Aim of the task: Whenever a line in this data holds the word "await", report that line in full.

• • •

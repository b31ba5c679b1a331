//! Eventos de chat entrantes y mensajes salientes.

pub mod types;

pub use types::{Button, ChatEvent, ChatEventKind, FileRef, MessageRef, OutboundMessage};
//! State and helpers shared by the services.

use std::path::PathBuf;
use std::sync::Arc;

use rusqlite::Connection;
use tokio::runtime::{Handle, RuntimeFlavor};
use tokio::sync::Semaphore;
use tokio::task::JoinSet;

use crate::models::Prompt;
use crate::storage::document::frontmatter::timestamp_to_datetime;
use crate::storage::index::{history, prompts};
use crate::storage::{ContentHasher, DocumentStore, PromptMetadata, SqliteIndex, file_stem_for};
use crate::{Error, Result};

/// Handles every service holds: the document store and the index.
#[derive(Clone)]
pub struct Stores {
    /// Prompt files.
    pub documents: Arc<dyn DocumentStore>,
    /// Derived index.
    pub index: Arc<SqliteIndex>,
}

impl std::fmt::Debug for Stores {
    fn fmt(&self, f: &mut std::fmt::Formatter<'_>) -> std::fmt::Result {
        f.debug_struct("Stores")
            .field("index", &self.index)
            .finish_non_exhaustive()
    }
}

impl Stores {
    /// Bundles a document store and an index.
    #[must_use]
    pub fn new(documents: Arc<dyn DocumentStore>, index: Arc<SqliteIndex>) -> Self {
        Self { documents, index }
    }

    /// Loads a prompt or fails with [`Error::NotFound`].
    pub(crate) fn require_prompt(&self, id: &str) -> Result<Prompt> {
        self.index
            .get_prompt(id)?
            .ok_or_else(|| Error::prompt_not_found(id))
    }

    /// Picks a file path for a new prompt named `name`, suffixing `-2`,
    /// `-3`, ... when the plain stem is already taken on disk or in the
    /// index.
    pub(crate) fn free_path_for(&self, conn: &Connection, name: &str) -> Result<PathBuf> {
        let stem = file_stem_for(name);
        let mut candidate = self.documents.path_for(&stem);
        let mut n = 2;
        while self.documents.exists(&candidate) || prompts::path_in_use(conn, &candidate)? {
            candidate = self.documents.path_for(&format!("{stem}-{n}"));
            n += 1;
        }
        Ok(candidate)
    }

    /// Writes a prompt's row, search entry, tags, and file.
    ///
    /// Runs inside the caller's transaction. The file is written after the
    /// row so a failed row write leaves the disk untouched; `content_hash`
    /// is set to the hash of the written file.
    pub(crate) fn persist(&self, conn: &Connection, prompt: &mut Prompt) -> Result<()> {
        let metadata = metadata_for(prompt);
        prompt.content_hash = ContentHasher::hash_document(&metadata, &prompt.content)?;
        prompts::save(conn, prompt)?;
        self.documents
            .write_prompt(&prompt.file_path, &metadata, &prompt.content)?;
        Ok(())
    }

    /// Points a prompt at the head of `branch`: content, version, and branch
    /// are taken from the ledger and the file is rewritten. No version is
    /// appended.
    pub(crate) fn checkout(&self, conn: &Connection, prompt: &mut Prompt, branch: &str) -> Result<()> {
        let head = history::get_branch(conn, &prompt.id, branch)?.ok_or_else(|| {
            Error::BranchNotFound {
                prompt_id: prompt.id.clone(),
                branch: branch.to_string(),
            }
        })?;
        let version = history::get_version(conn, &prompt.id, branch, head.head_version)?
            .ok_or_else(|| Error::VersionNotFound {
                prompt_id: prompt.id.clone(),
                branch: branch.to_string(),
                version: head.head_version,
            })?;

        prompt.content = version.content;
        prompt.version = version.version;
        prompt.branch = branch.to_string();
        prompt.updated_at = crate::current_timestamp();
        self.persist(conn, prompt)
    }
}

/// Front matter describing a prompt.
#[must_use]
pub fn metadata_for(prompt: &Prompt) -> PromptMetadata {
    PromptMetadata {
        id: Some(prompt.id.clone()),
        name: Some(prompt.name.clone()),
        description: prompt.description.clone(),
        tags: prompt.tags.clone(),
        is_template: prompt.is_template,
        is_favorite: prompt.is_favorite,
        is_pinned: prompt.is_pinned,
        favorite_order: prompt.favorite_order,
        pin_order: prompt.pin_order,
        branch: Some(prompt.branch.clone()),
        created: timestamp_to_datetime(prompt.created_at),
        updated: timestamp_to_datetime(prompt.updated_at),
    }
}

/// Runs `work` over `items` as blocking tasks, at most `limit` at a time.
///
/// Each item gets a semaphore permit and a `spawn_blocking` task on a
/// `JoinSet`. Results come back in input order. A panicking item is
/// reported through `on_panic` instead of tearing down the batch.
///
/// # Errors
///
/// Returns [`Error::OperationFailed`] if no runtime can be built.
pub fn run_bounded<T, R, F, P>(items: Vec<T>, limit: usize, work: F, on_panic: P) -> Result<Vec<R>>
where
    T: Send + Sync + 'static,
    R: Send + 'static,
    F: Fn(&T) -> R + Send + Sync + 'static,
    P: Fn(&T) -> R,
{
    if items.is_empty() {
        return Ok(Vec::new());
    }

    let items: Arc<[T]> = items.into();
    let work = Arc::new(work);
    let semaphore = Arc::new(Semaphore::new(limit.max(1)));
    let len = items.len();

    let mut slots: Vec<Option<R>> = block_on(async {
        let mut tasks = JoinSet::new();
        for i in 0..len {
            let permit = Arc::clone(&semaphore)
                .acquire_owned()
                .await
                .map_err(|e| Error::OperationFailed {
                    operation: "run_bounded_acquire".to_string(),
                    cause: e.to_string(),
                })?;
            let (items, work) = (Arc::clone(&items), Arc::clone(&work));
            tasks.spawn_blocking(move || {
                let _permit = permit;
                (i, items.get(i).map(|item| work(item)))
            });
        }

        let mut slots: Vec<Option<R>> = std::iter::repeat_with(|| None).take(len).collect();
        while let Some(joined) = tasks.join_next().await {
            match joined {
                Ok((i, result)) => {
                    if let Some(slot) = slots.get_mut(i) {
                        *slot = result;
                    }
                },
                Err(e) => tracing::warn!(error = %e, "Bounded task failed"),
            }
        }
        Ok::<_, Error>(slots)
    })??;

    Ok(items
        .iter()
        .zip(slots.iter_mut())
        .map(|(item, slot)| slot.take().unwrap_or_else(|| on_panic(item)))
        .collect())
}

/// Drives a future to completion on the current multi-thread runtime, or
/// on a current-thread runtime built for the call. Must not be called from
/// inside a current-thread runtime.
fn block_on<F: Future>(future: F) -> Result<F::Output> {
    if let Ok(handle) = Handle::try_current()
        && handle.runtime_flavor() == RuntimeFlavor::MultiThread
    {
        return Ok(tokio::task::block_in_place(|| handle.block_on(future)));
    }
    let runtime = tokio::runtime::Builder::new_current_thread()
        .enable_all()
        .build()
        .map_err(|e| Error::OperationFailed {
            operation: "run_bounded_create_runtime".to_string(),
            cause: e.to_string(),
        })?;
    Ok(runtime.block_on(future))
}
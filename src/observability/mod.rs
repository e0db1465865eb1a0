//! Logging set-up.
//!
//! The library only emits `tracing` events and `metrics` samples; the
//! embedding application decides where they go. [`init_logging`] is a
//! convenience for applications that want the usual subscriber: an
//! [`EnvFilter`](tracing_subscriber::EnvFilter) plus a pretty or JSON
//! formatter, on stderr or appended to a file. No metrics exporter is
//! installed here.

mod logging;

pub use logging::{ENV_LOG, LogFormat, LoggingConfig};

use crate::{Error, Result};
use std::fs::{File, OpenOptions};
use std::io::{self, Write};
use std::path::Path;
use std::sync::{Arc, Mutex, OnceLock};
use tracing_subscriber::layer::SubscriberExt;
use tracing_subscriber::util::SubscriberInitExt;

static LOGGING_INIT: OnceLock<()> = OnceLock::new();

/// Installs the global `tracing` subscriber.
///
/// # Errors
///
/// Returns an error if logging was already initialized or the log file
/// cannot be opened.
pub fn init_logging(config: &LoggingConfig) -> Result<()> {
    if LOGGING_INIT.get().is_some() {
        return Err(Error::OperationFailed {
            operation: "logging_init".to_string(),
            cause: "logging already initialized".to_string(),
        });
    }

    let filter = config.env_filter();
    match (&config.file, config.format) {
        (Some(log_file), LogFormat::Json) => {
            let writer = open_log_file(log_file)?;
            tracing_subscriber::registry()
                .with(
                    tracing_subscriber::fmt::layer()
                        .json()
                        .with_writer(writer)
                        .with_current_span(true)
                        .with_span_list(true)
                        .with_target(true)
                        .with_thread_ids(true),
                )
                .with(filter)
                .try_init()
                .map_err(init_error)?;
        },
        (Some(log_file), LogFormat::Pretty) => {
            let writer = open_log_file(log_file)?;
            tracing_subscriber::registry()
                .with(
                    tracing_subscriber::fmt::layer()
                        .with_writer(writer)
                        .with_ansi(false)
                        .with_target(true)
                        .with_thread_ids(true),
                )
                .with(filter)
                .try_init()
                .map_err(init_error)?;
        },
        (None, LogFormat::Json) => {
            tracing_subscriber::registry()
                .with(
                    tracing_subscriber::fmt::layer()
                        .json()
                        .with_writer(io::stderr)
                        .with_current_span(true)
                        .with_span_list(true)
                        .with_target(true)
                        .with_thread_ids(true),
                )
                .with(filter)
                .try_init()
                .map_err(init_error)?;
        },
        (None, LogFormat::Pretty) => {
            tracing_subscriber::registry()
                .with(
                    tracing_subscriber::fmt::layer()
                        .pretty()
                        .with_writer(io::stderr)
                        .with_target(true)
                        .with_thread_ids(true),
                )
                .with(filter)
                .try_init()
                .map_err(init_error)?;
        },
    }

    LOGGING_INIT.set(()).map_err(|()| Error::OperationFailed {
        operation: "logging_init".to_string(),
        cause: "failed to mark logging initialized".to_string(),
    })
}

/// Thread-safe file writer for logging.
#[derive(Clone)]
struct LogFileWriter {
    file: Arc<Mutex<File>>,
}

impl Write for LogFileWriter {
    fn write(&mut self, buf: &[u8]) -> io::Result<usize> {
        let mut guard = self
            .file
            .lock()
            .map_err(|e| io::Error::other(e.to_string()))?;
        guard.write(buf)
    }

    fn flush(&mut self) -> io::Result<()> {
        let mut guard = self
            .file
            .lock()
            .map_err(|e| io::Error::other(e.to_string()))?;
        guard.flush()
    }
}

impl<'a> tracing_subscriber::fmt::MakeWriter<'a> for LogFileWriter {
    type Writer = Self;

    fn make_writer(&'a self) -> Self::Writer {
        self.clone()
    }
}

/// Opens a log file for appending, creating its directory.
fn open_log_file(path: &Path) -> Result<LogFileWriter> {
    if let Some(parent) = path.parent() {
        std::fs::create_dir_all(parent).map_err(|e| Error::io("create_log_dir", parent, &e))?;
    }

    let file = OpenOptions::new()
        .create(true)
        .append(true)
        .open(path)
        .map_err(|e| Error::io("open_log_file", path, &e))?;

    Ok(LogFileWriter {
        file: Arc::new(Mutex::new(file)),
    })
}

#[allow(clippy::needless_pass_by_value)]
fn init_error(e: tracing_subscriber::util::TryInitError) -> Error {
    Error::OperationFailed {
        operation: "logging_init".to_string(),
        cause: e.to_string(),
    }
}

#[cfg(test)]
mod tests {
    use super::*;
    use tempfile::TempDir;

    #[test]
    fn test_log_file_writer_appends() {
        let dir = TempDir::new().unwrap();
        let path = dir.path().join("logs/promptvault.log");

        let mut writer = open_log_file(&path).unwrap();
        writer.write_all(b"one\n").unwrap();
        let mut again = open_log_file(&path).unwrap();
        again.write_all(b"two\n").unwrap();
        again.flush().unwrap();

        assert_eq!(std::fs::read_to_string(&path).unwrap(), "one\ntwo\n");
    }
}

• • •

Result:
                .await
        while let Some(joined) = tasks.join_next().await {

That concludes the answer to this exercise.